PROMPT: Each line from the one containing "pub use config::*;" to the end of the listing below must be retyped exactly, with no line left out and none added.

THE DATA:
mod config;
mod logging;
mod outbox;
mod relay;

pub use config::*;
pub use logging::*;
pub use outbox::*;
pub use relay::*;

EXPECTED ANSWER:
pub use config::*;
pub use logging::*;
pub use outbox::*;
pub use relay::*;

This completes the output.